● **Dataset entries**

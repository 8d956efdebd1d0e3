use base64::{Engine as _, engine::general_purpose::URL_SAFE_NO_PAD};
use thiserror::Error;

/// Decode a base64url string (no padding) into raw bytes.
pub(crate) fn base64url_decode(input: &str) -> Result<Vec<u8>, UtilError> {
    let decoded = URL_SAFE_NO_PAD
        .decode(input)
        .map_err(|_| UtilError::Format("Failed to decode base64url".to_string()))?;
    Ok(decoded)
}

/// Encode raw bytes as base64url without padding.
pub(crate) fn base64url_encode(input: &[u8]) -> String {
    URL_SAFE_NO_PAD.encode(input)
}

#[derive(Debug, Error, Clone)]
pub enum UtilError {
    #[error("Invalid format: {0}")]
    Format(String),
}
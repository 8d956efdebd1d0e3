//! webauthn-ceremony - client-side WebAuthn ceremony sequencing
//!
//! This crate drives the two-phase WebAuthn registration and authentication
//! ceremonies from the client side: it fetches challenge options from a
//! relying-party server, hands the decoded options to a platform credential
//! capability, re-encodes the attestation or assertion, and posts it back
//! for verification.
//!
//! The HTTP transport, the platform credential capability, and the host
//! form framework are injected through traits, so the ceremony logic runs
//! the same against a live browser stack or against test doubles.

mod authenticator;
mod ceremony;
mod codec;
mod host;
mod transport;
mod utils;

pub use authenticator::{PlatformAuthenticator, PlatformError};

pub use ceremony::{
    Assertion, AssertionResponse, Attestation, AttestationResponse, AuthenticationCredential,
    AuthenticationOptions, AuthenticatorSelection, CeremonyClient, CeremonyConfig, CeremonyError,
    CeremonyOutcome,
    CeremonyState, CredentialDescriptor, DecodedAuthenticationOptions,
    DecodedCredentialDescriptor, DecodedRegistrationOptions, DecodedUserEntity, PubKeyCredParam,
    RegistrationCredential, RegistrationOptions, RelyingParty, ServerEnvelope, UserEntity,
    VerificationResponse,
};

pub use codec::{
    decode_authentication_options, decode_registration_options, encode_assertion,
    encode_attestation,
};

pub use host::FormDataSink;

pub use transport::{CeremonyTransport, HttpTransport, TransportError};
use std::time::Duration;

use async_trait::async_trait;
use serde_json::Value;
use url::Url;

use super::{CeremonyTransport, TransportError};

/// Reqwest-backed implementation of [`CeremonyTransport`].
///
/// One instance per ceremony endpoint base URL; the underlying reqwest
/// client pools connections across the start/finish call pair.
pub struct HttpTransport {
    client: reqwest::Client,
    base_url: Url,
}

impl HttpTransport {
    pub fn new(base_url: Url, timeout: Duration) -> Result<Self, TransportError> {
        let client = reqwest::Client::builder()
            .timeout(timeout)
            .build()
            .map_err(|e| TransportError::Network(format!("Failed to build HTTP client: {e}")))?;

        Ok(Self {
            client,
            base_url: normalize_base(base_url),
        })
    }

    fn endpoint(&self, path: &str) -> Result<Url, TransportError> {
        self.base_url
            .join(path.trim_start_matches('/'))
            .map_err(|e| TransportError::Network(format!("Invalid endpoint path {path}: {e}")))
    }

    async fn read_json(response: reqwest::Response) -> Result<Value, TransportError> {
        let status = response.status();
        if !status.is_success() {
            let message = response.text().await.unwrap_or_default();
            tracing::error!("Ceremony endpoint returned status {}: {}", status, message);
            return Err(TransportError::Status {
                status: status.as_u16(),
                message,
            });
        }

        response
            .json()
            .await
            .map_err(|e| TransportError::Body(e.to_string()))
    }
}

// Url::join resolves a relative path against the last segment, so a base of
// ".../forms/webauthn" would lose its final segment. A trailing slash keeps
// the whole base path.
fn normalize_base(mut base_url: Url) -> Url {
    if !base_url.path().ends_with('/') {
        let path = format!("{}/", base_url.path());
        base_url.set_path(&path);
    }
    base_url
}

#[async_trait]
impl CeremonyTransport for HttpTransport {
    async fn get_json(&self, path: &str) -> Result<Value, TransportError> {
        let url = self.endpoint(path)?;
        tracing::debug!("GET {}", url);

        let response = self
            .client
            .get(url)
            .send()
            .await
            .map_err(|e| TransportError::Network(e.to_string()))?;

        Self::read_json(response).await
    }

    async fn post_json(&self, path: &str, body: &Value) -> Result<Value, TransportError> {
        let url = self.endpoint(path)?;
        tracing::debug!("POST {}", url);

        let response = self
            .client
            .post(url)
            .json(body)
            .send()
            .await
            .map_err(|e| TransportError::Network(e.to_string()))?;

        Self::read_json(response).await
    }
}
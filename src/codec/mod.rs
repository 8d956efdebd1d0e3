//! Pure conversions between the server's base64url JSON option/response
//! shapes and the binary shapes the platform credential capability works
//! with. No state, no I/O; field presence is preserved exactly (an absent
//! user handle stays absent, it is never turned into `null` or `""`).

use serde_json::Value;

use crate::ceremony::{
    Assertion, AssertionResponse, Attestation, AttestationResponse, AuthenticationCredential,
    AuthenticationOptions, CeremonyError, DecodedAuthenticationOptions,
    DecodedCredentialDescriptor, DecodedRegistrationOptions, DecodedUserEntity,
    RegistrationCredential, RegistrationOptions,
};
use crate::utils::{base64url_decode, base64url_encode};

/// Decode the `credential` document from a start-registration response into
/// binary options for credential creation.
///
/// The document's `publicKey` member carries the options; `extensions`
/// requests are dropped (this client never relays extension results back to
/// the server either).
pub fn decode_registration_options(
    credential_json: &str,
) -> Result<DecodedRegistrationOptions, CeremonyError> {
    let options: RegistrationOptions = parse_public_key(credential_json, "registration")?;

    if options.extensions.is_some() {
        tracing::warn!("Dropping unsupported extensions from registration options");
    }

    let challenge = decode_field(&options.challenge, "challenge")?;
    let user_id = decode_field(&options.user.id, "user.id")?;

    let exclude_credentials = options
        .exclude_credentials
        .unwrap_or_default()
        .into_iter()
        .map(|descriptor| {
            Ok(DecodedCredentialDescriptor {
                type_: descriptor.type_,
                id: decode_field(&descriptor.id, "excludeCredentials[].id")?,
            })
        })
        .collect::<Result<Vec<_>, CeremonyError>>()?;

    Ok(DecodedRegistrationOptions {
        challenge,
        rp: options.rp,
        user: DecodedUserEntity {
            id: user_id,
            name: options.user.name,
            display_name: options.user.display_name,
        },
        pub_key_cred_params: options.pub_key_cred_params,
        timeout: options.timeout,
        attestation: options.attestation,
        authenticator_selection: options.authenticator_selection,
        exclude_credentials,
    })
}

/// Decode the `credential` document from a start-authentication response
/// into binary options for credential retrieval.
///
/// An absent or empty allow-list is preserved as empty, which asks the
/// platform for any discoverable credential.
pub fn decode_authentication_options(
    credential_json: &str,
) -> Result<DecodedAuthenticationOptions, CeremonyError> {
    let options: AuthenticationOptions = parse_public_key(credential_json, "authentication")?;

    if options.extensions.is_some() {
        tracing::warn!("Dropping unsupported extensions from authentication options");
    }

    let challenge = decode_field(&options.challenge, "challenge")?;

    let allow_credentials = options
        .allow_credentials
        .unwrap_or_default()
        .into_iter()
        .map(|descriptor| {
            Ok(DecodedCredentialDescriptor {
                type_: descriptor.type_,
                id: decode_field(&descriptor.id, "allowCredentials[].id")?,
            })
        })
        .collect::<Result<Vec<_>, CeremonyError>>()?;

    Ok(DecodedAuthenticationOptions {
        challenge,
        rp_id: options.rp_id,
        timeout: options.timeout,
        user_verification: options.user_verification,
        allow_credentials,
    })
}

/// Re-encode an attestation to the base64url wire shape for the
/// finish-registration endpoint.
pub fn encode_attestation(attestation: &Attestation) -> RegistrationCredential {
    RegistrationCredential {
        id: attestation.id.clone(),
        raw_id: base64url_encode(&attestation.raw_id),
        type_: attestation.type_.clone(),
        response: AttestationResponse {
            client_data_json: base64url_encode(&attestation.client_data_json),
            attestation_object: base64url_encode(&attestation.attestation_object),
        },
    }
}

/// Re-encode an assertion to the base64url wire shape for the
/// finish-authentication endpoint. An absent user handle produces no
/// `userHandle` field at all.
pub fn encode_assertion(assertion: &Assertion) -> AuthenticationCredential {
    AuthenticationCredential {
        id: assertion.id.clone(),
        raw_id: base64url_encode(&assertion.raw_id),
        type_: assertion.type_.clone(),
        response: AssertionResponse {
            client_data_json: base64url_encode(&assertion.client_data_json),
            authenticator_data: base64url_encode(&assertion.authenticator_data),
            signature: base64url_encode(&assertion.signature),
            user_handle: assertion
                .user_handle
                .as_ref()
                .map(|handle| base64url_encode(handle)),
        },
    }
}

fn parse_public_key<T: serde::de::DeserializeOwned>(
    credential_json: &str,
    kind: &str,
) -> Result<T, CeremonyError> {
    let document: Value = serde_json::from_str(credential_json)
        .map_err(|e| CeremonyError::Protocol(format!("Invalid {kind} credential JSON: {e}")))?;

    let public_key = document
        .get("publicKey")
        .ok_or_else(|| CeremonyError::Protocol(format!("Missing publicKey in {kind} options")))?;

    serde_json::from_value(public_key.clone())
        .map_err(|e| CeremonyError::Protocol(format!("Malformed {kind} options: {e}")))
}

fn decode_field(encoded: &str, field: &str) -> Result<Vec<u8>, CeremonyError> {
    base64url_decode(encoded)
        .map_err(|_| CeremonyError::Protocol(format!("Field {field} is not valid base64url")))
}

● **WORK INSTRUCTION**
Please count the lines above that contain the string "bytes" and reply with the number alone.

● **SOLUTION TO THIS TASK**
2